Stimulating signals were synthesized and produced digitally with 0.01 µs time resolution by a RIGOL DG4062 digital signal generator. These signals took the same form as those used in the psychoacoustic experiments detailed in Refs. [6,7]: $s(t)=\frac{A}{2}[{1+\cos (2\pi gt)}]\cos [2\pi({kf_{0}+\delta f})t]$, being composed of pure tone components with frequencies {$kf_{0} +\delta f-g$, $kf_{0} +\delta f$, $kf_{0} +\delta f+g$}. The amplitude ratio of the three components was $0.45\!:\!1\!:\!0.45$. Signals were introduced to the CD/tape input of an AC33 audiometer (Denmark) and amplified, before being played through an insert earphone (EARTONE-3A) into the guinea pig's ear canal, in order to produce a sound stimulus at an 80 dB sound level. The laser interferometry measurement system used here was developed by our team. In this system, new technology was adopted to achieve a sub-nanometer resolution measurement of vibration displacement without nonlinear distortion.[16] In addition, this system was designed to measure the vibration of an object with weak reflection, so that the vibration of the basilar membrane was measured without reflecting micro beads being projected into the cochlea. In this measurement system, the displacement wave forms of basilar membrane vibration, rather than vibration velocity, were recorded in real time, using a computer. Further details regarding this system are available in our published articles[16] and PhD dissertation.[17]
cpl-38-2-024301-fig3.png
Fig. 3. Measurement position and location in cochlea. Left: cochlea with measurement hole; middle: schematic figure of cochlea with measuring hole; right: location of measurement light in cochlea.
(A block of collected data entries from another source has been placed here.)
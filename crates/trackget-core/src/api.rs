//! Lookup API client with bounded retry.
//!
//! One POST per attempt, 30 s per-attempt timeout, fixed 1 s delay between
//! attempts, no backoff. The server speaks a `{status: bool, ...}` envelope:
//! a missing or false status flag is an application-level failure regardless
//! of the HTTP code.

use std::future::Future;
use std::time::Duration;

use serde::Deserialize;
use thiserror::Error;
use tracing::warn;

use crate::config::ApiConfig;

#[derive(Debug, Error)]
pub enum FetchError {
    #[error("request timed out")]
    Timeout,
    #[error("network error: {0}")]
    Network(reqwest::Error),
    #[error("server returned HTTP {0}")]
    Http(u16),
    #[error("{0}")]
    Server(String),
}

impl From<reqwest::Error> for FetchError {
    fn from(err: reqwest::Error) -> Self {
        if err.is_timeout() {
            FetchError::Timeout
        } else {
            FetchError::Network(err)
        }
    }
}

/// Resolved track metadata from a successful lookup.
#[derive(Debug, Clone, PartialEq)]
pub struct TrackResult {
    pub title: String,
    pub artist: String,
    pub cover_url: Option<String>,
    pub duration_secs: Option<f64>,
    pub size_label: Option<String>,
    pub download_url: String,
}

/// Wire envelope returned by the lookup endpoint.
#[derive(Debug, Deserialize)]
struct LookupResponse {
    #[serde(default)]
    status: bool,
    title: Option<String>,
    artist: Option<String>,
    cover: Option<String>,
    duration: Option<f64>,
    size: Option<String>,
    download_url: Option<String>,
    error: Option<String>,
    message: Option<String>,
}

impl LookupResponse {
    fn into_result(self) -> Result<TrackResult, FetchError> {
        if !self.status {
            let msg = self
                .error
                .or(self.message)
                .unwrap_or_else(|| "Failed to process track".to_string());
            return Err(FetchError::Server(msg));
        }

        let download_url = self
            .download_url
            .filter(|u| !u.is_empty())
            .ok_or_else(|| FetchError::Server("Response missing download link".to_string()))?;

        Ok(TrackResult {
            title: self.title.unwrap_or_else(|| "Unknown Track".to_string()),
            artist: self.artist.unwrap_or_else(|| "Unknown Artist".to_string()),
            cover_url: self.cover.filter(|c| !c.is_empty()),
            duration_secs: self.duration,
            size_label: self.size,
            download_url,
        })
    }
}

/// Fixed-delay retry budget.
#[derive(Debug, Clone, Copy)]
pub struct RetryPolicy {
    /// Retries after the initial attempt.
    pub retries: u32,
    pub delay: Duration,
}

impl From<&ApiConfig> for RetryPolicy {
    fn from(config: &ApiConfig) -> Self {
        Self {
            retries: config.retries,
            delay: Duration::from_millis(config.retry_delay_ms),
        }
    }
}

/// Run `op` up to `1 + policy.retries` times with a fixed delay between
/// attempts. `notify` is called with the retry number before each wait so the
/// caller can surface "Retrying (n/m)" progress. The last error propagates
/// unchanged once the budget is spent.
pub async fn with_retry<T, F, Fut, N>(
    policy: RetryPolicy,
    mut notify: N,
    mut op: F,
) -> Result<T, FetchError>
where
    F: FnMut() -> Fut,
    Fut: Future<Output = Result<T, FetchError>>,
    N: FnMut(u32),
{
    let mut attempt = 0u32;
    loop {
        match op().await {
            Ok(value) => return Ok(value),
            Err(err) => {
                if attempt >= policy.retries {
                    return Err(err);
                }
                attempt += 1;
                warn!("lookup attempt failed, retrying ({}/{}): {}", attempt, policy.retries, err);
                notify(attempt);
                tokio::time::sleep(policy.delay).await;
            }
        }
    }
}

/// HTTP client for the lookup endpoint.
pub struct TrackApi {
    client: reqwest::Client,
    endpoint: String,
    policy: RetryPolicy,
}

impl TrackApi {
    pub fn new(config: &ApiConfig) -> anyhow::Result<Self> {
        let client = reqwest::Client::builder()
            .timeout(Duration::from_secs(config.timeout_secs))
            .build()?;
        Ok(Self {
            client,
            endpoint: config.endpoint.clone(),
            policy: RetryPolicy::from(config),
        })
    }

    /// A reqwest client configured with the same per-attempt timeout,
    /// for HEAD checks and file downloads.
    pub fn http_client(&self) -> reqwest::Client {
        self.client.clone()
    }

    async fn lookup_once(&self, url: &str) -> Result<TrackResult, FetchError> {
        let response = self
            .client
            .post(&self.endpoint)
            .header("Accept", "application/json")
            .json(&serde_json::json!({ "url": url }))
            .send()
            .await?;

        if !response.status().is_success() {
            return Err(FetchError::Http(response.status().as_u16()));
        }

        let body: LookupResponse = response.json().await?;
        body.into_result()
    }

    /// Resolve track metadata for a validated URL, retrying per the policy.
    pub async fn lookup<N: FnMut(u32)>(
        &self,
        url: &str,
        notify: N,
    ) -> Result<TrackResult, FetchError> {
        with_retry(self.policy, notify, || self.lookup_once(url)).await
    }
}

#[cfg(test)]
mod tests {
    use super::*;
    use std::cell::{Cell, RefCell};

    fn policy() -> RetryPolicy {
        RetryPolicy {
            retries: 3,
            delay: Duration::from_secs(1),
        }
    }

    #[tokio::test(start_paused = true)]
    async fn test_fails_twice_then_succeeds() {
        let calls = Cell::new(0u32);
        let started = tokio::time::Instant::now();

        let result = with_retry(policy(), |_| {}, || {
            let n = calls.get() + 1;
            calls.set(n);
            async move {
                if n <= 2 {
                    Err(FetchError::Timeout)
                } else {
                    Ok(n)
                }
            }
        })
        .await;

        assert_eq!(result.unwrap(), 3);
        assert_eq!(calls.get(), 3);
        // Two fixed 1 s delays: 1→2 and 2→3.
        assert_eq!(started.elapsed(), Duration::from_secs(2));
    }

    #[tokio::test(start_paused = true)]
    async fn test_exhausts_budget_and_propagates_last_error() {
        let calls = Cell::new(0u32);
        let notified = RefCell::new(Vec::new());

        let result: Result<(), FetchError> = with_retry(
            policy(),
            |attempt| notified.borrow_mut().push(attempt),
            || {
                let n = calls.get() + 1;
                calls.set(n);
                async move { Err(FetchError::Server(format!("fail {}", n))) }
            },
        )
        .await;

        // 1 initial + 3 retries.
        assert_eq!(calls.get(), 4);
        assert_eq!(*notified.borrow(), vec![1, 2, 3]);
        match result {
            Err(FetchError::Server(msg)) => assert_eq!(msg, "fail 4"),
            other => panic!("expected last server error, got {:?}", other.err()),
        }
    }

    #[tokio::test]
    async fn test_immediate_success_skips_notify() {
        let notified = RefCell::new(Vec::new());
        let result = with_retry(
            policy(),
            |attempt| notified.borrow_mut().push(attempt),
            || async { Ok(42) },
        )
        .await;
        assert_eq!(result.unwrap(), 42);
        assert!(notified.borrow().is_empty());
    }

    #[test]
    fn test_envelope_status_false_uses_server_message() {
        let body: LookupResponse =
            serde_json::from_str(r#"{"status": false, "error": "no such track"}"#).unwrap();
        match body.into_result() {
            Err(FetchError::Server(msg)) => assert_eq!(msg, "no such track"),
            other => panic!("expected server error, got {:?}", other.err()),
        }
    }

    #[test]
    fn test_envelope_missing_status_is_server_failure() {
        let body: LookupResponse =
            serde_json::from_str(r#"{"message": "nope"}"#).unwrap();
        match body.into_result() {
            Err(FetchError::Server(msg)) => assert_eq!(msg, "nope"),
            other => panic!("expected server error, got {:?}", other.err()),
        }
    }

    #[test]
    fn test_envelope_success() {
        let body: LookupResponse = serde_json::from_str(
            r#"{"status": true, "title": "T", "artist": "A",
                "cover": "", "duration": 215.0, "size": "4.9 MB",
                "download_url": "http://x/y.mp3"}"#,
        )
        .unwrap();
        let track = body.into_result().unwrap();
        assert_eq!(track.title, "T");
        assert_eq!(track.artist, "A");
        assert_eq!(track.cover_url, None);
        assert_eq!(track.duration_secs, Some(215.0));
        assert_eq!(track.download_url, "http://x/y.mp3");
    }

    #[test]
    fn test_envelope_success_without_link_is_rejected() {
        let body: LookupResponse =
            serde_json::from_str(r#"{"status": true, "title": "T"}"#).unwrap();
        assert!(body.into_result().is_err());
    }
}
The guinea pigs used here weighed approximately 400 g to 500 g, and were provided by the Experimental Animal Center at the Hubei Provincial Center for Disease Control and Prevention. All Hubei provincial and Chinese national guidelines regarding the care and use of animals were followed. The animals were selected randomly as regards gender and color. Each was examined under the microscope in order to confirm the absence of any abnormality in the ear channel and eardrum. Having been anesthetized via an abdominal injection of pentobarbital sodium (concentration 3%, dose 30 mg/kg), the maxilla, including facial muscle, was removed from each guinea pig to expose its hearing bulla. Under the microscope, the bulla was opened, and a hole measuring about 200 µm was drilled at the top first turn of the cochlea (see the left and middle panels in Fig. 3). Next, the whole guinea pig was placed onto a plate, where the head of the guinea pig was fixed. The plate with cochlea in situ was placed onto measuring microscope platform (Fig. 2). By adjusting the height and horizontal position of the platform, the focused measuring laser light through the transparent vestibular membrane was located at the basilar membrane (see the right-hand panel of Fig. 3). The guinea pigs died during the course of the measurement process, due to blood loss and respiratory failure. In order to obtain an active cochlea for the purposes of our research, the available measurement time was therefore limited to less than two hours. In addition, the activity of the cochlea under examination was checked based on whether its basilar membrane vibration contained combination-tone components.[18]
cpl-38-2-024301-fig4.png
Fig. 4. Stimulating signal and responding vibration of cochlear basilar membrane. (a) Stimulus wave form in the form of $s(t)=\frac{A}{2}[{1+\cos (2\pi f_{0} t)}]\cos [2\pi ({kf_{0} +\delta f})t]$, $f_{0} =200$ Hz, $k=6$, $\delta f=50$ Hz. (b) Spectrum of stimulus with component amplitude ratio of $0.45\!:\!1\!:\!0.45$, $f_{1} =5f_{0} +\delta f=1050$ Hz, $f_{2} =6f_{0} +\delta f=1250$ Hz, $f_{3} =7f_{0} +\delta f=1450$ Hz. (c) Vibration wave form of basilar membrane. (d) Spectrum of basilar membrane vibration, responding to the signal stimulus given in Fig. 2(a), which includes combination tones (200 Hz, 400 Hz, 600 Hz, etc.) in addition to stimulus frequency components ($f_{1} =1050$ Hz, $f_{2} =1250$ Hz, $f_{3} =1450$ Hz). The characteristic frequency of the measurement position was 300 Hz.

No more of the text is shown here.